Entrons néanmoins dans le détail, et puisque les tenants de cette véritable escroquerie artistique font à chaque instant preuve d’une insupportable pédanterie, donnons quelques précisions organologiques. Pour la sonate de Debussy, on a pu entendre (avec de nouveau toutes les restrictions mentales quant à l’usage de ce mot) une flûte, dite « système Boehm », spécialement construite d’après le modèle conservé au musée instrumental, qui appartint, nous apprend la plaquette explicative jointe au programme, à l’un des grands virtuoses du XXe siècle, nommé Rampal, et fut construite dans les années 1950-1960. L’alto faisait partie de cette famille, depuis longtemps éteinte, où figurait le violon, également incommode puisque le musicien devait se livrer à une véritable gymnastique en recourbant son poignet sur le manche dont ces instruments primitifs étaient pourvus, tandis que de l’autre main, il frottait les cordes avec un » archet » (petit arc), ustensile qui rappelle curieusement l’outil utilisé par les peuplades primitives pour allumer les mèches d’amadou (un exemplaire préhistorique subsiste au musée d’ethnologie).
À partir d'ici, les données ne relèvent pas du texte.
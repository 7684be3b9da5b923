pub mod config;
pub mod error;
pub mod run;
pub mod schedule;
pub mod stage;

pub use config::PipelineConfig;
pub use error::PipelineError;
pub use run::*;
pub use schedule::Schedule;
pub use stage::Stage;
//! Recurring time specifications (cron) — parsing, validation, matching.
//!
//! Schedules are written as standard 5-field cron expressions
//! (minute hour day-of-month month day-of-week). The `cron` crate wants a
//! seconds field, so 5-field expressions are auto-prefixed with `0 `.
//! Evaluation is in UTC; the timezone label is carried for display.

use std::str::FromStr;

use chrono::{DateTime, Timelike, Utc};
use cron::Schedule as CronSchedule;
use serde::{Deserialize, Serialize};

use crate::error::PipelineError;

/// A recurring time specification bound to one stage.
#[derive(Debug, Clone, Serialize, Deserialize)]
pub struct Schedule {
    /// Cron expression (e.g. `"0 1,5,9,13,17,21,23 1-20 2,5,8,11 *"`).
    pub cron: String,
    /// IANA timezone name.
    #[serde(default = "default_timezone")]
    pub timezone: String,
}

fn default_timezone() -> String {
    "UTC".to_string()
}

impl Schedule {
    pub fn new(cron: impl Into<String>) -> Self {
        Self {
            cron: cron.into(),
            timezone: default_timezone(),
        }
    }

    /// Compile the cron expression, validating field shape first for
    /// friendlier messages than the `cron` crate's parser produces.
    pub fn compiled(&self) -> Result<CronSchedule, PipelineError> {
        validate_cron(&self.cron).map_err(PipelineError::InvalidCron)?;
        parse_cron(&self.cron)
            .map_err(|e| PipelineError::InvalidCron(format!("'{}': {e}", self.cron)))
    }

    /// Whether the schedule fires at the given instant.
    ///
    /// Cron resolution is one minute, so `at` is truncated to the minute
    /// before the check.
    pub fn matches(&self, at: DateTime<Utc>) -> Result<bool, PipelineError> {
        let schedule = self.compiled()?;
        let minute = at
            .with_second(0)
            .and_then(|t| t.with_nanosecond(0))
            .unwrap_or(at);
        Ok(schedule.includes(minute))
    }

    /// Next fire time strictly after `now`, or `None` if the expression
    /// never fires again.
    pub fn next_after(&self, now: DateTime<Utc>) -> Result<Option<DateTime<Utc>>, PipelineError> {
        Ok(self.compiled()?.after(&now).next())
    }
}

/// Parse a cron expression, auto-prepending "0 " for 5-field expressions.
///
/// The `cron` crate requires 6 fields (sec min hr dom mon dow), but users
/// typically write 5-field cron (min hr dom mon dow). We detect and adapt.
fn parse_cron(expr: &str) -> Result<CronSchedule, cron::error::Error> {
    let parts: Vec<&str> = expr.split_whitespace().collect();
    if parts.len() == 5 {
        // Standard 5-field cron — prepend seconds field
        let six_field = format!("0 {}", expr);
        CronSchedule::from_str(&six_field)
    } else {
        CronSchedule::from_str(expr)
    }
}

// ── Field-shape validation ───────────────────────────────────────────

/// Validate a 5- or 6-field cron expression.
/// Accepts standard tokens: *, numbers, ranges (1-5), lists (1,3,5), steps (*/5).
pub fn validate_cron(expr: &str) -> Result<(), String> {
    let fields: Vec<&str> = expr.split_whitespace().collect();
    if fields.len() != 5 && fields.len() != 6 {
        return Err(format!(
            "cron expression must have 5 fields (minute hour day month weekday) \
             or 6 (with a leading seconds field), got {}",
            fields.len()
        ));
    }
    let field_names: &[&str] = if fields.len() == 6 {
        &["second", "minute", "hour", "day-of-month", "month", "day-of-week"]
    } else {
        &["minute", "hour", "day-of-month", "month", "day-of-week"]
    };
    for (i, field) in fields.iter().enumerate() {
        if !is_valid_cron_field(field) {
            return Err(format!(
                "invalid cron field '{}' at position {} ({})",
                field, i, field_names[i]
            ));
        }
    }
    Ok(())
}

/// Check if a single cron field token is syntactically valid.
/// Supports: `*`, `*/N`, `N`, `N-M`, `N-M/S`, comma-separated lists of the above.
fn is_valid_cron_field(field: &str) -> bool {
    if field.is_empty() {
        return false;
    }
    for part in field.split(',') {
        if !is_valid_cron_atom(part) {
            return false;
        }
    }
    true
}

fn is_valid_cron_atom(atom: &str) -> bool {
    if atom.is_empty() {
        return false;
    }
    let (range_part, step_part) = match atom.split_once('/') {
        Some((r, s)) => (r, Some(s)),
        None => (atom, None),
    };
    if let Some(step) = step_part {
        if step.is_empty() || !step.chars().all(|c| c.is_ascii_digit()) {
            return false;
        }
    }
    if range_part == "*" {
        return true;
    }
    if let Some((lo, hi)) = range_part.split_once('-') {
        is_cron_value(lo) && is_cron_value(hi)
    } else {
        is_cron_value(range_part)
    }
}

fn is_cron_value(v: &str) -> bool {
    if v.is_empty() {
        return false;
    }
    if v.chars().all(|c| c.is_ascii_digit()) {
        return true;
    }
    // Named day/month (3-letter: MON, TUE, JAN, FEB, etc.)
    v.len() == 3 && v.chars().all(|c| c.is_ascii_alphabetic())
}

// ── Tests ────────────────────────────────────────────────────────────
On voit à quelle pauvreté technique les musiciens du XXe siècle étaient encore confrontés. La harpe se jouait a mains nues, en pinçant de l’ongle une quantité de cordes alignées sur un bâti en forme de triangle. Quant au piano, je n’en reparlerai pas ici, ayant déjà rendu compte (Le Courrier de Myrnapolis, 7 septembre 2286) du concert décevant au cours duquel furent interprétés des Préludes de Chopin sur le piano, spécialement construit par la firme Yelplé d’après un Steinway daté de 1963. Je soulignais alors que le seul enseignement que l’on pouvait tirer de cette contre-performance était que le malheureux Chopin avait dû beaucoup souffrit et désirer de toutes ses forces l’apparition des techniques oIigoacoustiques qui permettent aujourd’hui de rendre compte de son génie précurseur : comment, avec seulement dix doigts et un clavier, avec la sonorité pauvre et mate du piano, Chopin a-t-il pu émouvoir des auditoires pourtant raffinés, diton ? Nous émettions le vœu qu’une telle expérience reste sans lendemain. En apparence, nous n’avons pas été entendus et le Festival s’est compromis en donnant une audience à de telles aberrations.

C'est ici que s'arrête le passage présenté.